_EXERCISE DIRECTIONS_
Report all lines from the entries below in which "does" appears.

_INPUT_
::::::::::

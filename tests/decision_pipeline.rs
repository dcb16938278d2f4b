/// Integration tests for the turn decision pipeline
///
/// These tests drive the pipeline the way the rules engine does: wire-shaped
/// JSON in, a legal (kind, amount) pair out, including the degraded paths
/// where the advisory service misbehaves or is unreachable.
use advisor_poker::advisor::parse_reply;
use advisor_poker::bot::DecisionSource;
use advisor_poker::game::entities::{self, GameStart, LegalAction, RoundState, ValidAction};
use advisor_poker::{
    AdvisorConfig, AdvisorPlayer, DecisionKind, TableAgent, extract_game_info, fallback_decision,
    legalize,
};
use serde_json::json;

fn wire_actions(value: serde_json::Value) -> Vec<ValidAction> {
    serde_json::from_value(value).unwrap()
}

fn legal_actions(value: serde_json::Value) -> Vec<LegalAction> {
    wire_actions(value)
        .iter()
        .filter_map(LegalAction::from_wire)
        .collect()
}

fn codes(raw: &[&str]) -> Vec<String> {
    raw.iter().map(|c| c.to_string()).collect()
}

/// A config whose endpoint nothing listens on, so the advisory round-trip
/// fails fast and the fallback decides.
fn unreachable_config() -> AdvisorConfig {
    AdvisorConfig {
        base_url: "http://127.0.0.1:9".to_string(),
        api_key: "test-key".to_string(),
        model: "test-model".to_string(),
        max_tokens: 256,
        temperature: 0.7,
        timeout_secs: 1,
        default_raise: 50,
    }
}

#[test]
fn test_oversized_raise_is_clamped_and_flagged_all_in() {
    let legal = legal_actions(json!([
        {"action": "fold", "amount": 0},
        {"action": "call", "amount": 20},
        {"action": "raise", "amount": {"min": 40, "max": 1000}},
    ]));
    let raw = parse_reply(r#"{"action": "raise", "amount": 5000}"#, 50);

    let action = legalize(&raw, &legal, 5000);

    assert_eq!(action.kind, DecisionKind::Raise);
    assert_eq!(action.amount, 1000);
    assert!(action.all_in);
}

#[test]
fn test_raise_advice_on_a_raise_less_turn_becomes_a_call() {
    let legal = legal_actions(json!([
        {"action": "fold", "amount": 0},
        {"action": "call", "amount": 20},
    ]));
    let raw = parse_reply(r#"{"action": "raise", "amount": 100}"#, 50);

    let action = legalize(&raw, &legal, 1000);

    assert_eq!(action.kind, DecisionKind::Call);
    assert_eq!(action.amount, 20);
    assert!(!action.all_in);
}

#[test]
fn test_prose_reply_resolves_to_the_actual_call_amount() {
    let legal = legal_actions(json!([
        {"action": "fold", "amount": 0},
        {"action": "call", "amount": 20},
    ]));
    let raw = parse_reply("let's just call here, maybe 30", 50);

    assert_eq!(raw.kind, DecisionKind::Call);
    assert_eq!(raw.amount, Some(0));

    let action = legalize(&raw, &legal, 1000);
    assert_eq!(action.kind, DecisionKind::Call);
    assert_eq!(action.amount, 20);
}

#[test]
fn test_fallback_with_pocket_aces_and_no_raise_option_calls() {
    let legal = legal_actions(json!([
        {"action": "fold", "amount": 0},
        {"action": "call", "amount": 20},
    ]));

    let action = fallback_decision(&codes(&["AS", "AH"]), &[], 1000, 20, &legal);

    assert_eq!(action.kind, DecisionKind::Call);
    assert_eq!(action.amount, entities::find_call(&legal).unwrap());
}

#[test]
fn test_opponent_with_no_recorded_actions_has_zero_aggression() {
    let round_state: RoundState = serde_json::from_value(json!({
        "street": "preflop",
        "community_card": [],
        "pot": {"main": {"amount": 30}, "side": []},
        "seats": [
            {"uuid": "me", "name": "hero", "stack": 1000},
            {"uuid": "opp", "name": "silent", "stack": 1000},
        ],
        "action_histories": {}
    }))
    .unwrap();
    let valid = wire_actions(json!([
        {"action": "fold", "amount": 0},
        {"action": "call", "amount": 20},
    ]));

    let info = extract_game_info(&round_state, &codes(&["AS", "AH"]), &valid, Some("me"));

    assert_eq!(info.opponents.len(), 1);
    let pattern = &info.opponents[0].pattern;
    assert_eq!(pattern.total, 0);
    assert_eq!(pattern.aggression_rate(), 0.0);
    assert_eq!(info.opponents[0].last_action, "no action yet");
}

#[tokio::test]
async fn test_unreachable_advisory_degrades_to_fallback() {
    let mut player = AdvisorPlayer::new("hero", unreachable_config()).unwrap();

    let game_start: GameStart = serde_json::from_value(json!({
        "player_num": 2,
        "rule": {"max_round": 10, "small_blind_amount": 10, "initial_stack": 1000},
        "seats": [
            {"uuid": "seat-0", "name": "hero", "stack": 1000},
            {"uuid": "seat-1", "name": "villain", "stack": 1000},
        ]
    }))
    .unwrap();
    player.receive_game_start(&game_start);
    assert_eq!(player.engine_uuid(), Some("seat-0"));

    let round_state: RoundState = serde_json::from_value(json!({
        "street": "preflop",
        "community_card": [],
        "pot": {"main": {"amount": 30}, "side": []},
        "seats": [
            {"uuid": "seat-0", "name": "hero", "stack": 1000},
            {"uuid": "seat-1", "name": "villain", "stack": 1000},
        ],
        "action_histories": {
            "preflop": [{"uuid": "seat-1", "action": "RAISE", "amount": 20}]
        }
    }))
    .unwrap();
    let valid = wire_actions(json!([
        {"action": "fold", "amount": 0},
        {"action": "call", "amount": 20},
        {"action": "raise", "amount": {"min": 40, "max": 1000}},
    ]));

    // Junk hole cards: the fallback folds them.
    let (kind, amount) = player
        .declare_action(&valid, &codes(&["9H", "3C"]), &round_state)
        .await;

    assert_eq!(kind, DecisionKind::Fold);
    assert_eq!(amount, 0);

    let history = player.history();
    assert_eq!(history.len(), 1);
    let record = &history.records()[0];
    assert_eq!(record.source, DecisionSource::Fallback);
    assert_eq!(record.final_kind, DecisionKind::Fold);
    assert_eq!(record.stack, 1000);
    assert_eq!(record.pot_size, 30);
}

#[tokio::test]
async fn test_strong_hand_on_fallback_path_raises_the_minimum() {
    let mut player = AdvisorPlayer::new("hero", unreachable_config()).unwrap();

    let round_state: RoundState = serde_json::from_value(json!({
        "street": "preflop",
        "community_card": [],
        "pot": {"main": {"amount": 30}, "side": []},
        "seats": [
            {"uuid": "seat-0", "name": "hero", "stack": 1000},
            {"uuid": "seat-1", "name": "villain", "stack": 1000},
        ],
        "action_histories": {}
    }))
    .unwrap();
    let valid = wire_actions(json!([
        {"action": "fold", "amount": 0},
        {"action": "call", "amount": 20},
        {"action": "raise", "amount": {"min": 40, "max": 1000}},
    ]));

    // No game-start notification: the agent does not know its seat yet and
    // must still return a legal action.
    let (kind, amount) = player
        .declare_action(&valid, &codes(&["KS", "KH"]), &round_state)
        .await;

    assert_eq!(kind, DecisionKind::Raise);
    // Unknown seat means an unknown (zero) stack, so the minimum raise
    // already commits it: the window snaps to its ceiling.
    assert_eq!(amount, 1000);
    assert_eq!(player.history().len(), 1);
}

#[test]
fn test_raw_and_legalized_decisions_are_distinct_values() {
    let legal = legal_actions(json!([
        {"action": "fold", "amount": 0},
        {"action": "call", "amount": 20},
        {"action": "raise", "amount": {"min": 40, "max": 1000}},
    ]));

    let raw = parse_reply(r#"{"action": "raise", "amount": 5000}"#, 50);
    let action = legalize(&raw, &legal, 2000);

    // Legalization produced a new value; the raw decision is untouched.
    assert_eq!(raw.amount, Some(5000));
    assert_eq!(action.amount, 1000);
}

::::::::::

_WRITTEN ANSWER_
/// These tests drive the pipeline the way the rules engine does: wire-shaped
    // No game-start notification: the agent does not know its seat yet and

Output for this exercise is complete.